● PROBLEM DETAILS
The full listing, copied exactly, is the required output.

============================================================

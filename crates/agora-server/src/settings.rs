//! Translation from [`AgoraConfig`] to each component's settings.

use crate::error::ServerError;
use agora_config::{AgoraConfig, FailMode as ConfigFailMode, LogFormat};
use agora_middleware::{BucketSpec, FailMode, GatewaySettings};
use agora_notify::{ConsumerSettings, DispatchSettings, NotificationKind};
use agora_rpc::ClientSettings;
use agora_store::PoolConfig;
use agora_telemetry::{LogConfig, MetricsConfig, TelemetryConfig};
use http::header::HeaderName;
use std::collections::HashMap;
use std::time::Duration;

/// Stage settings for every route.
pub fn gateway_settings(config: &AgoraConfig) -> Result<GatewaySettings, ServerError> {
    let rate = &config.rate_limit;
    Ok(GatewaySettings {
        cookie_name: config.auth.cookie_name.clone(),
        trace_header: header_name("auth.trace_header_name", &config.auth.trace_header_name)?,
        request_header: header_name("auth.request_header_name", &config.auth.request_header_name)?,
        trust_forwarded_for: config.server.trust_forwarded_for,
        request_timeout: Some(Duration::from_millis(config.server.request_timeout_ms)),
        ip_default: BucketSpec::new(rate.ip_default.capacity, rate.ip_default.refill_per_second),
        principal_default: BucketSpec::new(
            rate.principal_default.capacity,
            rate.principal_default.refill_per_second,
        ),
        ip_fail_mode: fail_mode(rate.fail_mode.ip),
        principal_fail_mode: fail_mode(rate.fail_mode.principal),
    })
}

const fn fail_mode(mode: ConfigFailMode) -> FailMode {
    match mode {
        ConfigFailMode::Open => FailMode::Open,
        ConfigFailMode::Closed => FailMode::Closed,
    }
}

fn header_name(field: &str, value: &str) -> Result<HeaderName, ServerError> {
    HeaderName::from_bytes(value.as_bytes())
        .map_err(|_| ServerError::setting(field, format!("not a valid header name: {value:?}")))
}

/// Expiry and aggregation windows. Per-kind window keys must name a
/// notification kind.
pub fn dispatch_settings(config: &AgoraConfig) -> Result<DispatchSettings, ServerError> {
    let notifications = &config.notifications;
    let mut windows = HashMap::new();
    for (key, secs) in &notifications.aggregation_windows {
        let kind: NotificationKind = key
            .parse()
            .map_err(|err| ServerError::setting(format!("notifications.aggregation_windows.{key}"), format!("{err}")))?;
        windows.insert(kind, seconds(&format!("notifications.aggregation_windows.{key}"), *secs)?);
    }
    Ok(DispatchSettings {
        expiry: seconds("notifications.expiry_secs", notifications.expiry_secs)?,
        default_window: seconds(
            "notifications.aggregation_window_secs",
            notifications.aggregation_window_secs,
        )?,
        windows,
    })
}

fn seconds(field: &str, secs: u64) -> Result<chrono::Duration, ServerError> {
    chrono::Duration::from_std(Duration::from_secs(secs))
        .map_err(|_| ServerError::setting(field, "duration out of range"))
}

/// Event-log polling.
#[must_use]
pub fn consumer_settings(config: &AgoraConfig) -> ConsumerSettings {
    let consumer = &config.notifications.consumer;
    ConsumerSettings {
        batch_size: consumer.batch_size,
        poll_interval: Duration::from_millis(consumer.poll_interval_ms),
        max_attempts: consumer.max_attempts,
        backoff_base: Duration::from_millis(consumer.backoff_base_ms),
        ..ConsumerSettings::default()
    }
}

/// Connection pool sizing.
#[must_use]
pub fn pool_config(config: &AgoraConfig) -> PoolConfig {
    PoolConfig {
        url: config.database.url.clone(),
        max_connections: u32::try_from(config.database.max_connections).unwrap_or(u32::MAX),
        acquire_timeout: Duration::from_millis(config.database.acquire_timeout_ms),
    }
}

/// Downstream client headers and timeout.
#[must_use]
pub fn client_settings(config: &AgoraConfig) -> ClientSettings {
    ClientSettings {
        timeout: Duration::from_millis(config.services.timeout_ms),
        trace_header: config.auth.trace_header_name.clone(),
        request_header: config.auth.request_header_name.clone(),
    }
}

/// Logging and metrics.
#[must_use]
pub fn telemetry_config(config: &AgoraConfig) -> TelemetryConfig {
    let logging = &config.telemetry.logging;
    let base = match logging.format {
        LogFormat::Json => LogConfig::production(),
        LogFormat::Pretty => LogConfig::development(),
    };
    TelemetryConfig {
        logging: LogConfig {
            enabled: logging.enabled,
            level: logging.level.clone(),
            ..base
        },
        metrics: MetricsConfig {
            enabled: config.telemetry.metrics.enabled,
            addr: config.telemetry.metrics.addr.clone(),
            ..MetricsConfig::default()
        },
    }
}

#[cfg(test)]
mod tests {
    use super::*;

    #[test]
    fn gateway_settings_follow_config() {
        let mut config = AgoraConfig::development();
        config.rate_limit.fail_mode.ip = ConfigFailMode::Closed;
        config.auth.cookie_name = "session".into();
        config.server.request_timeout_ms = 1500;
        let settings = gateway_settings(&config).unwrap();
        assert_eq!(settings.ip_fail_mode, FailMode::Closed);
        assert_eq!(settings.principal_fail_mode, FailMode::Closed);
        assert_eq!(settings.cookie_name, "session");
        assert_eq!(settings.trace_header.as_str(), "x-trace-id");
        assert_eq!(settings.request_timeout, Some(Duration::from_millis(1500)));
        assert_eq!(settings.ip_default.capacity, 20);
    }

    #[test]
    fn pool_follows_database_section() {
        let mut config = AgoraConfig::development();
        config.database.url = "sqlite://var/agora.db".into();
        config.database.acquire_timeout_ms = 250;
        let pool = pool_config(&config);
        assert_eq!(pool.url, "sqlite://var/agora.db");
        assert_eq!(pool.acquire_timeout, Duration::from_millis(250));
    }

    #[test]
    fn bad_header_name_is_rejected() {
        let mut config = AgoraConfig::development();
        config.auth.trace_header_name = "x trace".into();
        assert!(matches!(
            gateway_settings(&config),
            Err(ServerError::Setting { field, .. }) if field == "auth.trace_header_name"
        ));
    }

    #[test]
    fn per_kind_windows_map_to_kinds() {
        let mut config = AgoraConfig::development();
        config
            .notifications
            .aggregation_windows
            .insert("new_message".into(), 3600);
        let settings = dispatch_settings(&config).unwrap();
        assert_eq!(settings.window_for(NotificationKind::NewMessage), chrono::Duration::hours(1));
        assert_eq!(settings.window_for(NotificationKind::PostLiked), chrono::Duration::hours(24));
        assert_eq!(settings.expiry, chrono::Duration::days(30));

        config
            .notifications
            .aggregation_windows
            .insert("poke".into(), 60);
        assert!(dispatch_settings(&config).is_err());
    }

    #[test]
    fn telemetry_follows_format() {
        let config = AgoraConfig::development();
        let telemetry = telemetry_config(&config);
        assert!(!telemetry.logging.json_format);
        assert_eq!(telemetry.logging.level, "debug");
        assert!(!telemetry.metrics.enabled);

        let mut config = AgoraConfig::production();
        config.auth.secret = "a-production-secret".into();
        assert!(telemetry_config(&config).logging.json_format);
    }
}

============================================================

● ANSWER FOR THIS EXERCISE
filename crates/agora-server/src/settings.rs
//! Translation from [`AgoraConfig`] to each component's settings.

use crate::error::ServerError;
use agora_config::{AgoraConfig, FailMode as ConfigFailMode, LogFormat};
use agora_middleware::{BucketSpec, FailMode, GatewaySettings};
use agora_notify::{ConsumerSettings, DispatchSettings, NotificationKind};
use agora_rpc::ClientSettings;
use agora_store::PoolConfig;
use agora_telemetry::{LogConfig, MetricsConfig, TelemetryConfig};
use http::header::HeaderName;
use std::collections::HashMap;
use std::time::Duration;

/// Stage settings for every route.
pub fn gateway_settings(config: &AgoraConfig) -> Result<GatewaySettings, ServerError> {
    let rate = &config.rate_limit;
    Ok(GatewaySettings {
        cookie_name: config.auth.cookie_name.clone(),
        trace_header: header_name("auth.trace_header_name", &config.auth.trace_header_name)?,
        request_header: header_name("auth.request_header_name", &config.auth.request_header_name)?,
        trust_forwarded_for: config.server.trust_forwarded_for,
        request_timeout: Some(Duration::from_millis(config.server.request_timeout_ms)),
        ip_default: BucketSpec::new(rate.ip_default.capacity, rate.ip_default.refill_per_second),
        principal_default: BucketSpec::new(
            rate.principal_default.capacity,
            rate.principal_default.refill_per_second,
        ),
        ip_fail_mode: fail_mode(rate.fail_mode.ip),
        principal_fail_mode: fail_mode(rate.fail_mode.principal),
    })
}

const fn fail_mode(mode: ConfigFailMode) -> FailMode {
    match mode {
        ConfigFailMode::Open => FailMode::Open,
        ConfigFailMode::Closed => FailMode::Closed,
    }
}

fn header_name(field: &str, value: &str) -> Result<HeaderName, ServerError> {
    HeaderName::from_bytes(value.as_bytes())
        .map_err(|_| ServerError::setting(field, format!("not a valid header name: {value:?}")))
}

/// Expiry and aggregation windows. Per-kind window keys must name a
/// notification kind.
pub fn dispatch_settings(config: &AgoraConfig) -> Result<DispatchSettings, ServerError> {
    let notifications = &config.notifications;
    let mut windows = HashMap::new();
    for (key, secs) in &notifications.aggregation_windows {
        let kind: NotificationKind = key
            .parse()
            .map_err(|err| ServerError::setting(format!("notifications.aggregation_windows.{key}"), format!("{err}")))?;
        windows.insert(kind, seconds(&format!("notifications.aggregation_windows.{key}"), *secs)?);
    }
    Ok(DispatchSettings {
        expiry: seconds("notifications.expiry_secs", notifications.expiry_secs)?,
        default_window: seconds(
            "notifications.aggregation_window_secs",
            notifications.aggregation_window_secs,
        )?,
        windows,
    })
}

fn seconds(field: &str, secs: u64) -> Result<chrono::Duration, ServerError> {
    chrono::Duration::from_std(Duration::from_secs(secs))
        .map_err(|_| ServerError::setting(field, "duration out of range"))
}

/// Event-log polling.
#[must_use]
pub fn consumer_settings(config: &AgoraConfig) -> ConsumerSettings {
    let consumer = &config.notifications.consumer;
    ConsumerSettings {
        batch_size: consumer.batch_size,
        poll_interval: Duration::from_millis(consumer.poll_interval_ms),
        max_attempts: consumer.max_attempts,
        backoff_base: Duration::from_millis(consumer.backoff_base_ms),
        ..ConsumerSettings::default()
    }
}

/// Connection pool sizing.
#[must_use]
pub fn pool_config(config: &AgoraConfig) -> PoolConfig {
    PoolConfig {
        url: config.database.url.clone(),
        max_connections: u32::try_from(config.database.max_connections).unwrap_or(u32::MAX),
        acquire_timeout: Duration::from_millis(config.database.acquire_timeout_ms),
    }
}

/// Downstream client headers and timeout.
#[must_use]
pub fn client_settings(config: &AgoraConfig) -> ClientSettings {
    ClientSettings {
        timeout: Duration::from_millis(config.services.timeout_ms),
        trace_header: config.auth.trace_header_name.clone(),
        request_header: config.auth.request_header_name.clone(),
    }
}

/// Logging and metrics.
#[must_use]
pub fn telemetry_config(config: &AgoraConfig) -> TelemetryConfig {
    let logging = &config.telemetry.logging;
    let base = match logging.format {
        LogFormat::Json => LogConfig::production(),
        LogFormat::Pretty => LogConfig::development(),
    };
    TelemetryConfig {
        logging: LogConfig {
            enabled: logging.enabled,
            level: logging.level.clone(),
            ..base
        },
        metrics: MetricsConfig {
            enabled: config.telemetry.metrics.enabled,
            addr: config.telemetry.metrics.addr.clone(),
            ..MetricsConfig::default()
        },
    }
}

#[cfg(test)]
mod tests {
    use super::*;

    #[test]
    fn gateway_settings_follow_config() {
        let mut config = AgoraConfig::development();
        config.rate_limit.fail_mode.ip = ConfigFailMode::Closed;
        config.auth.cookie_name = "session".into();
        config.server.request_timeout_ms = 1500;
        let settings = gateway_settings(&config).unwrap();
        assert_eq!(settings.ip_fail_mode, FailMode::Closed);
        assert_eq!(settings.principal_fail_mode, FailMode::Closed);
        assert_eq!(settings.cookie_name, "session");
        assert_eq!(settings.trace_header.as_str(), "x-trace-id");
        assert_eq!(settings.request_timeout, Some(Duration::from_millis(1500)));
        assert_eq!(settings.ip_default.capacity, 20);
    }

    #[test]
    fn pool_follows_database_section() {
        let mut config = AgoraConfig::development();
        config.database.url = "sqlite://var/agora.db".into();
        config.database.acquire_timeout_ms = 250;
        let pool = pool_config(&config);
        assert_eq!(pool.url, "sqlite://var/agora.db");
        assert_eq!(pool.acquire_timeout, Duration::from_millis(250));
    }

    #[test]
    fn bad_header_name_is_rejected() {
        let mut config = AgoraConfig::development();
        config.auth.trace_header_name = "x trace".into();
        assert!(matches!(
            gateway_settings(&config),
            Err(ServerError::Setting { field, .. }) if field == "auth.trace_header_name"
        ));
    }

    #[test]
    fn per_kind_windows_map_to_kinds() {
        let mut config = AgoraConfig::development();
        config
            .notifications
            .aggregation_windows
            .insert("new_message".into(), 3600);
        let settings = dispatch_settings(&config).unwrap();
        assert_eq!(settings.window_for(NotificationKind::NewMessage), chrono::Duration::hours(1));
        assert_eq!(settings.window_for(NotificationKind::PostLiked), chrono::Duration::hours(24));
        assert_eq!(settings.expiry, chrono::Duration::days(30));

        config
            .notifications
            .aggregation_windows
            .insert("poke".into(), 60);
        assert!(dispatch_settings(&config).is_err());
    }

    #[test]
    fn telemetry_follows_format() {
        let config = AgoraConfig::development();
        let telemetry = telemetry_config(&config);
        assert!(!telemetry.logging.json_format);
        assert_eq!(telemetry.logging.level, "debug");
        assert!(!telemetry.metrics.enabled);

        let mut config = AgoraConfig::production();
        config.auth.secret = "a-production-secret".into();
        assert!(telemetry_config(&config).logging.json_format);
    }
}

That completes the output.